Trumenba, a bivalent meningococcal B vaccine, is safe and immunogenic in adolescents and young adults after two and three doses, according to the results of two phase 3 trials.
In the trials, Trumenba (MenB-FHbp, Pfizer) caused more injection-site reactions than hepatitis A virus vaccine or saline, Lars Østergaard, MD, PhD, of the clinical medicine and infectious diseases departments of Aarhus University Hospital in Denmark, and colleagues reported in The New England Journal of Medicine.

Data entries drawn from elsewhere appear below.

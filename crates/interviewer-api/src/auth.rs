//! Acting-user extractor.
//!
//! Authentication happens upstream (OAuth/session layer or reverse proxy),
//! which forwards the signed-in user's id in a trusted header. This module
//! only reads it.

use axum::{
  extract::FromRequestParts,
  http::{HeaderMap, HeaderName, request::Parts},
};
use interviewer_core::store::Store;
use uuid::Uuid;

use crate::{AppState, error::ApiError};

/// Header used when none is configured.
pub const DEFAULT_IDENTITY_HEADER: &str = "x-user-id";

/// The id of the user on whose behalf the request acts.
#[derive(Debug, Clone, Copy, PartialEq, Eq)]
pub struct ActingUser(pub Uuid);

/// Read the acting user from `headers`.
pub fn acting_user(headers: &HeaderMap, header: &HeaderName) -> Result<Uuid, ApiError> {
  headers
    .get(header)
    .and_then(|v| v.to_str().ok())
    .and_then(|s| Uuid::parse_str(s.trim()).ok())
    .ok_or(ApiError::Unauthenticated)
}

impl<S> FromRequestParts<AppState<S>> for ActingUser
where
  S: Store + 'static,
{
  type Rejection = ApiError;

  async fn from_request_parts(
    parts: &mut Parts,
    state: &AppState<S>,
  ) -> Result<Self, Self::Rejection> {
    acting_user(&parts.headers, &state.identity_header).map(ActingUser)
  }
}

#[cfg(test)]
mod tests {
  use super::*;

  fn default_header() -> HeaderName {
    HeaderName::from_static(DEFAULT_IDENTITY_HEADER)
  }

  #[test]
  fn reads_uuid_from_configured_header() {
    let id = Uuid::new_v4();
    let mut headers = HeaderMap::new();
    headers.insert("x-user-id", id.to_string().parse().unwrap());

    assert_eq!(acting_user(&headers, &default_header()).unwrap(), id);

    let other = HeaderName::from_static("x-forwarded-user");
    assert!(matches!(
      acting_user(&headers, &other),
      Err(ApiError::Unauthenticated)
    ));
  }

  #[test]
  fn malformed_identity_is_unauthenticated() {
    let mut headers = HeaderMap::new();
    headers.insert("x-user-id", "not-a-uuid".parse().unwrap());
    assert!(matches!(
      acting_user(&headers, &default_header()),
      Err(ApiError::Unauthenticated)
    ));
  }
}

The FDA approved MenB-FHbp in 2014 for prevention of Neisseria meningitidis serogroup B among individuals aged 10 to 25 years. According to Østergaard and colleagues, meningococcal B accounts for a large proportion of invasive meningococcal disease in the United States, Europe and other regions.
“Neisseria meningitidis causes invasive meningococcal disease, which occurs predominantly in infants, adolescents, and young adults,” they wrote. “Patients frequently present with symptoms similar to those of meningitis or septicemia. Death occurs in up to 15% of infected persons, and up to 20% of survivors have long-term impairments.”
Currently, the CDC’s Advisory Committee on Immunization Practices suggests administering three doses of MenB-FHbp at baseline, 1 to 2 months and 6 months to adults who are at an increased risk for meningococcal disease and during outbreaks of the disease, and two doses at baseline and 6 months to adults who are not at an increased risk for meningococcal disease.
To evaluate the performance of the vaccine, Østergaard and colleagues randomly assigned 3,596 adolescents aged 10 to 18 years to receive MenB-FHbp or HAV vaccine and saline and 3,304 young adults aged 18 to 25 years to receive MenB-FHbp or saline at baseline, 2 months and 6 months.
In the modified intent-to-treat population, hSBA titers increased by a factor of at least 4 against the four primary test strains of meningococcal B in 56% to 85.3% of adolescents after two doses of MenB-FHbp and from 78.8% to 90.2% of adolescents after three doses, the researchers said. The percentages among young adults in the modified intent-to-treat population ranged from 54.6% to 85.6% and 78.9% to 89.7% after two and three doses, respectively.
Østergaard and colleagues said most recipients of MenB-FHbp reported mild or moderate pain at the vaccination site.
“Broadly protective hSBA responses were observed in both of these phase 3 trials after three doses of MenB-FHbp ... and primary immunogenicity end points were met,” they wrote. “Immune responses were also reported after the first and second doses. These results are consistent with those from phase 2 licensure trials.”– by Gerard Gallagher
Disclosures: Østergaard reports other support from Pfizer while conducting the study and personal fees from Pfizer outside the submitted work. Please see the study for all other authors’ relevant financial disclosures.